#### RECORDED DATA:
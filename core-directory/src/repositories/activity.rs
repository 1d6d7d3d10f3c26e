//! Append-only activity trail

use super::SqliteDirectoryStore;
use crate::error::Result;
use crate::models::ActivityRecord;
use async_trait::async_trait;
use sqlx::FromRow;

#[async_trait]
pub trait ActivityRepository: Send + Sync {
    async fn append_activity_record(&self, record: &ActivityRecord) -> Result<()>;

    /// Newest first, at most `limit` records.
    async fn list_activity_for_identity(&self, identity_id: &str, limit: u32) -> Result<Vec<ActivityRecord>>;

    /// Newest first, at most `limit` records.
    async fn list_activity_for_device(&self, device_id: &str, limit: u32) -> Result<Vec<ActivityRecord>>;
}

#[derive(Debug, FromRow)]
struct ActivityRow {
    id: String,
    identity_id: Option<String>,
    device_id: Option<String>,
    source_system: String,
    description: String,
    created_at: i64,
}

impl From<ActivityRow> for ActivityRecord {
    fn from(row: ActivityRow) -> Self {
        ActivityRecord {
            id: row.id,
            identity_id: row.identity_id,
            device_id: row.device_id,
            source_system: row.source_system,
            description: row.description,
            created_at: row.created_at,
        }
    }
}

#[async_trait]
impl ActivityRepository for SqliteDirectoryStore {
    async fn append_activity_record(&self, record: &ActivityRecord) -> Result<()> {
        sqlx::query(
            r#"
            INSERT INTO activity_records (id, identity_id, device_id, source_system, description, created_at)
            VALUES (?, ?, ?, ?, ?, ?)
            "#,
        )
        .bind(&record.id)
        .bind(&record.identity_id)
        .bind(&record.device_id)
        .bind(&record.source_system)
        .bind(&record.description)
        .bind(record.created_at)
        .execute(&self.pool)
        .await?;

        Ok(())
    }

    async fn list_activity_for_identity(&self, identity_id: &str, limit: u32) -> Result<Vec<ActivityRecord>> {
        let rows = sqlx::query_as::<_, ActivityRow>(
            r#"
            SELECT id, identity_id, device_id, source_system, description, created_at
            FROM activity_records
            WHERE identity_id = ?
            ORDER BY created_at DESC, rowid DESC
            LIMIT ?
            "#,
        )
        .bind(identity_id)
        .bind(i64::from(limit))
        .fetch_all(&self.pool)
        .await?;

        Ok(rows.into_iter().map(ActivityRecord::from).collect())
    }

    async fn list_activity_for_device(&self, device_id: &str, limit: u32) -> Result<Vec<ActivityRecord>> {
        let rows = sqlx::query_as::<_, ActivityRow>(
            r#"
            SELECT id, identity_id, device_id, source_system, description, created_at
            FROM activity_records
            WHERE device_id = ?
            ORDER BY created_at DESC, rowid DESC
            LIMIT ?
            "#,
        )
        .bind(device_id)
        .bind(i64::from(limit))
        .fetch_all(&self.pool)
        .await?;

        Ok(rows.into_iter().map(ActivityRecord::from).collect())
    }
}

#[cfg(test)]
mod tests {
    use super::*;
    use crate::db::create_test_pool;
    use crate::models::{CanonicalIdentity, Device};
    use crate::repositories::{DeviceRepository, IdentityRepository};

    #[tokio::test]
    async fn test_activity_is_listed_newest_first() {
        let store = SqliteDirectoryStore::new(create_test_pool().await.unwrap());
        let jane = CanonicalIdentity::new("jane@corp.example", "Jane Doe", "Eng", "Engineer", 0);
        store.insert_identity(&jane).await.unwrap();
        let laptop = Device::new("Jane Doe's Laptop", 0);
        store.insert_device(&laptop).await.unwrap();

        let first = ActivityRecord::new("Okta-Prod", "USER_CORRELATED", 10).with_identity(&jane.id);
        let second = ActivityRecord::new("Intune", "DEVICE_CORRELATED", 20)
            .with_identity(&jane.id)
            .with_device(&laptop.id);
        store.append_activity_record(&first).await.unwrap();
        store.append_activity_record(&second).await.unwrap();

        let for_jane = store.list_activity_for_identity(&jane.id, 10).await.unwrap();
        assert_eq!(for_jane, vec![second.clone(), first]);

        let limited = store.list_activity_for_identity(&jane.id, 1).await.unwrap();
        assert_eq!(limited.len(), 1);

        let for_laptop = store.list_activity_for_device(&laptop.id, 10).await.unwrap();
        assert_eq!(for_laptop, vec![second]);
    }
}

#### TASK OBJECTIVE:
Extract each entry in full, exactly as given.

#### RESPONSE BOX:
filename core-directory/src/repositories/activity.rs
repository 1d6d7d3d10f3c26e
//! Append-only activity trail

use super::SqliteDirectoryStore;
use crate::error::Result;
use crate::models::ActivityRecord;
use async_trait::async_trait;
use sqlx::FromRow;

#[async_trait]
pub trait ActivityRepository: Send + Sync {
    async fn append_activity_record(&self, record: &ActivityRecord) -> Result<()>;

    /// Newest first, at most `limit` records.
    async fn list_activity_for_identity(&self, identity_id: &str, limit: u32) -> Result<Vec<ActivityRecord>>;

    /// Newest first, at most `limit` records.
    async fn list_activity_for_device(&self, device_id: &str, limit: u32) -> Result<Vec<ActivityRecord>>;
}

#[derive(Debug, FromRow)]
struct ActivityRow {
    id: String,
    identity_id: Option<String>,
    device_id: Option<String>,
    source_system: String,
    description: String,
    created_at: i64,
}

impl From<ActivityRow> for ActivityRecord {
    fn from(row: ActivityRow) -> Self {
        ActivityRecord {
            id: row.id,
            identity_id: row.identity_id,
            device_id: row.device_id,
            source_system: row.source_system,
            description: row.description,
            created_at: row.created_at,
        }
    }
}

#[async_trait]
impl ActivityRepository for SqliteDirectoryStore {
    async fn append_activity_record(&self, record: &ActivityRecord) -> Result<()> {
        sqlx::query(
            r#"
            INSERT INTO activity_records (id, identity_id, device_id, source_system, description, created_at)
            VALUES (?, ?, ?, ?, ?, ?)
            "#,
        )
        .bind(&record.id)
        .bind(&record.identity_id)
        .bind(&record.device_id)
        .bind(&record.source_system)
        .bind(&record.description)
        .bind(record.created_at)
        .execute(&self.pool)
        .await?;

        Ok(())
    }

    async fn list_activity_for_identity(&self, identity_id: &str, limit: u32) -> Result<Vec<ActivityRecord>> {
        let rows = sqlx::query_as::<_, ActivityRow>(
            r#"
            SELECT id, identity_id, device_id, source_system, description, created_at
            FROM activity_records
            WHERE identity_id = ?
            ORDER BY created_at DESC, rowid DESC
            LIMIT ?
            "#,
        )
        .bind(identity_id)
        .bind(i64::from(limit))
        .fetch_all(&self.pool)
        .await?;

        Ok(rows.into_iter().map(ActivityRecord::from).collect())
    }

    async fn list_activity_for_device(&self, device_id: &str, limit: u32) -> Result<Vec<ActivityRecord>> {
        let rows = sqlx::query_as::<_, ActivityRow>(
            r#"
            SELECT id, identity_id, device_id, source_system, description, created_at
            FROM activity_records
            WHERE device_id = ?
            ORDER BY created_at DESC, rowid DESC
            LIMIT ?
            "#,
        )
        .bind(device_id)
        .bind(i64::from(limit))
        .fetch_all(&self.pool)
        .await?;

        Ok(rows.into_iter().map(ActivityRecord::from).collect())
    }
}

#[cfg(test)]
mod tests {
    use super::*;
    use crate::db::create_test_pool;
    use crate::models::{CanonicalIdentity, Device};
    use crate::repositories::{DeviceRepository, IdentityRepository};

    #[tokio::test]
    async fn test_activity_is_listed_newest_first() {
        let store = SqliteDirectoryStore::new(create_test_pool().await.unwrap());
        let jane = CanonicalIdentity::new("jane@corp.example", "Jane Doe", "Eng", "Engineer", 0);
        store.insert_identity(&jane).await.unwrap();
        let laptop = Device::new("Jane Doe's Laptop", 0);
        store.insert_device(&laptop).await.unwrap();

        let first = ActivityRecord::new("Okta-Prod", "USER_CORRELATED", 10).with_identity(&jane.id);
        let second = ActivityRecord::new("Intune", "DEVICE_CORRELATED", 20)
            .with_identity(&jane.id)
            .with_device(&laptop.id);
        store.append_activity_record(&first).await.unwrap();
        store.append_activity_record(&second).await.unwrap();

        let for_jane = store.list_activity_for_identity(&jane.id, 10).await.unwrap();
        assert_eq!(for_jane, vec![second.clone(), first]);

        let limited = store.list_activity_for_identity(&jane.id, 1).await.unwrap();
        assert_eq!(limited.len(), 1);

        let for_laptop = store.list_activity_for_device(&laptop.id, 10).await.unwrap();
        assert_eq!(for_laptop, vec![second]);
    }
}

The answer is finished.